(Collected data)
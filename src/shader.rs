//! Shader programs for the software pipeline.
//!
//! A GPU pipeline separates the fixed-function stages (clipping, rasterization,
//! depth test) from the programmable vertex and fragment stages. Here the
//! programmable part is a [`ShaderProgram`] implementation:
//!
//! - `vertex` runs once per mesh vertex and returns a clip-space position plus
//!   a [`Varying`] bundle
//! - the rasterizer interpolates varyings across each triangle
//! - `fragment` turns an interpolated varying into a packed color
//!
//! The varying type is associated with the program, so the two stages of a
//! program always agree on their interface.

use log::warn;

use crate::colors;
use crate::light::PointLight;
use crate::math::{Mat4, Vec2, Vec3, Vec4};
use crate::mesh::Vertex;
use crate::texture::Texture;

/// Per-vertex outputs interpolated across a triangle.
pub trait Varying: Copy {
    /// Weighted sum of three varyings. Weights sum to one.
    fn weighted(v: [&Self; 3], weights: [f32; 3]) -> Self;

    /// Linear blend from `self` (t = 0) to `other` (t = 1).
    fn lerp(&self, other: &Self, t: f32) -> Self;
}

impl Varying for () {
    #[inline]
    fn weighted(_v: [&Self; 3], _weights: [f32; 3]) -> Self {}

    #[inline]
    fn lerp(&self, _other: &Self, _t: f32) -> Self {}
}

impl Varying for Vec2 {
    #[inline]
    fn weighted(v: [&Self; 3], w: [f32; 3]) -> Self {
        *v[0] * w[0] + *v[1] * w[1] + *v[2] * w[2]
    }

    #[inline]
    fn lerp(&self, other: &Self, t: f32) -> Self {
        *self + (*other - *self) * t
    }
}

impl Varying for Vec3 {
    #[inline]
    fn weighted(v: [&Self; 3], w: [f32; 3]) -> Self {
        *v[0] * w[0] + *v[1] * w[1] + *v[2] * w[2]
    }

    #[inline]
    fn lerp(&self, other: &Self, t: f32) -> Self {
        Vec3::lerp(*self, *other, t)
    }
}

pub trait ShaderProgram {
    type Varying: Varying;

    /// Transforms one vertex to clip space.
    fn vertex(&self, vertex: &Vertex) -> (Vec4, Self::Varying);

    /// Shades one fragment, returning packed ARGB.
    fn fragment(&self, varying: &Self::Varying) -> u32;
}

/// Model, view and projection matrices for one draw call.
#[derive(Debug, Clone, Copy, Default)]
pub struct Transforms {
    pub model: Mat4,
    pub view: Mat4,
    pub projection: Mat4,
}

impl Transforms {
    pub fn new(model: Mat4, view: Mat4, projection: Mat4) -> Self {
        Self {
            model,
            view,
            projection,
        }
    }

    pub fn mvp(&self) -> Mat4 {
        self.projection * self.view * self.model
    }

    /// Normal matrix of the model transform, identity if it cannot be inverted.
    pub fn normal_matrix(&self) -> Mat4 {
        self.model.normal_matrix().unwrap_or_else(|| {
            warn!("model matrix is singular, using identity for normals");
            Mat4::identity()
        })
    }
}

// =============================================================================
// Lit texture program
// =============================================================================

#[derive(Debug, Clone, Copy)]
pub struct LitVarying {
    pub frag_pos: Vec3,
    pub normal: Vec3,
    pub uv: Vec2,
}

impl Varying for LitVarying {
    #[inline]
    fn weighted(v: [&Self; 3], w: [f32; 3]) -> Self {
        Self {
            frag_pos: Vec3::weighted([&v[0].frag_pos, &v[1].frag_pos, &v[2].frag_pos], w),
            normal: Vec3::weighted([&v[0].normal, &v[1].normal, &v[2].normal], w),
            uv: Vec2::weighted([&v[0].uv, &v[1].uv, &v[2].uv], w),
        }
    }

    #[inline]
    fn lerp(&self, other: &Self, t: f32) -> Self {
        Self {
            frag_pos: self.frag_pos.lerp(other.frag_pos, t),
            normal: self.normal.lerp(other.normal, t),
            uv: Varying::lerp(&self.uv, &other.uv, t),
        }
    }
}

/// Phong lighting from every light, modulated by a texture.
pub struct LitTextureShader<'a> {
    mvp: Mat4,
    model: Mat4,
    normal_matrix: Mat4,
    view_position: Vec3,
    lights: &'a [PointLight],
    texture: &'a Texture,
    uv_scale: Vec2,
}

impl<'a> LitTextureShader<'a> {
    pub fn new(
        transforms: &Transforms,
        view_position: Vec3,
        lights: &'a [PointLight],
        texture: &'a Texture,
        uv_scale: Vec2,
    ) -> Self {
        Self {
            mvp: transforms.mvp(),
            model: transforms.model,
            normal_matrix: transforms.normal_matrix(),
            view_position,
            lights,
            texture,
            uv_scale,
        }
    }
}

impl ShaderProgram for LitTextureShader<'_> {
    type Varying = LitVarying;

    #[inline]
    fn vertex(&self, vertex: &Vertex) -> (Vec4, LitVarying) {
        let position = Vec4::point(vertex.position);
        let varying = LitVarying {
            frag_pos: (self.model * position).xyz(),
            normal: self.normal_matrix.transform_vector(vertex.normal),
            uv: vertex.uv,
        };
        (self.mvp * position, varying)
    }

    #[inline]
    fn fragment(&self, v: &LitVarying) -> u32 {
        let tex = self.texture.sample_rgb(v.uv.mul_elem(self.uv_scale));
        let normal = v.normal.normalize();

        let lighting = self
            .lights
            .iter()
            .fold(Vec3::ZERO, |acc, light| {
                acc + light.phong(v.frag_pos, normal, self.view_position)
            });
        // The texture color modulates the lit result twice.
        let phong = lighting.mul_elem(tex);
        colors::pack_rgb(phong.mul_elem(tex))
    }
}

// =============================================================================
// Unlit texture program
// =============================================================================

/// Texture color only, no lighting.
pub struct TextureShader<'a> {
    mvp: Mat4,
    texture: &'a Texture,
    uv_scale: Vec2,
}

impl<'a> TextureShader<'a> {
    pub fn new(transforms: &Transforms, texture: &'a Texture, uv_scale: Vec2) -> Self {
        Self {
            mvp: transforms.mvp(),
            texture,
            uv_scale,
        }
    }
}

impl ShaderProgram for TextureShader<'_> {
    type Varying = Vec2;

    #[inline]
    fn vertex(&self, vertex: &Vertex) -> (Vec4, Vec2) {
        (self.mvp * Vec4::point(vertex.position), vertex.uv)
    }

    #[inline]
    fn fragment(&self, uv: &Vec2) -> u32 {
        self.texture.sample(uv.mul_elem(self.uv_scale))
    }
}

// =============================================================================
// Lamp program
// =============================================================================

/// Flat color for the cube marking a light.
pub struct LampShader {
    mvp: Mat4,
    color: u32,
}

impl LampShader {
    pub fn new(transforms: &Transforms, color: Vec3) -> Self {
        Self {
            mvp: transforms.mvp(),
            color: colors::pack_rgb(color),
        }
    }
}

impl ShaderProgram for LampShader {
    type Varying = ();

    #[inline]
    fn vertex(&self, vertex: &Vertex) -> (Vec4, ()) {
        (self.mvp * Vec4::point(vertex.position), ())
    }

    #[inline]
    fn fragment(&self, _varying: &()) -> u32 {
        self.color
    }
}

What to produce: For every line in the data above that has the string "mesh", return that line.

The completed task:
//! - `vertex` runs once per mesh vertex and returns a clip-space position plus
use crate::mesh::Vertex;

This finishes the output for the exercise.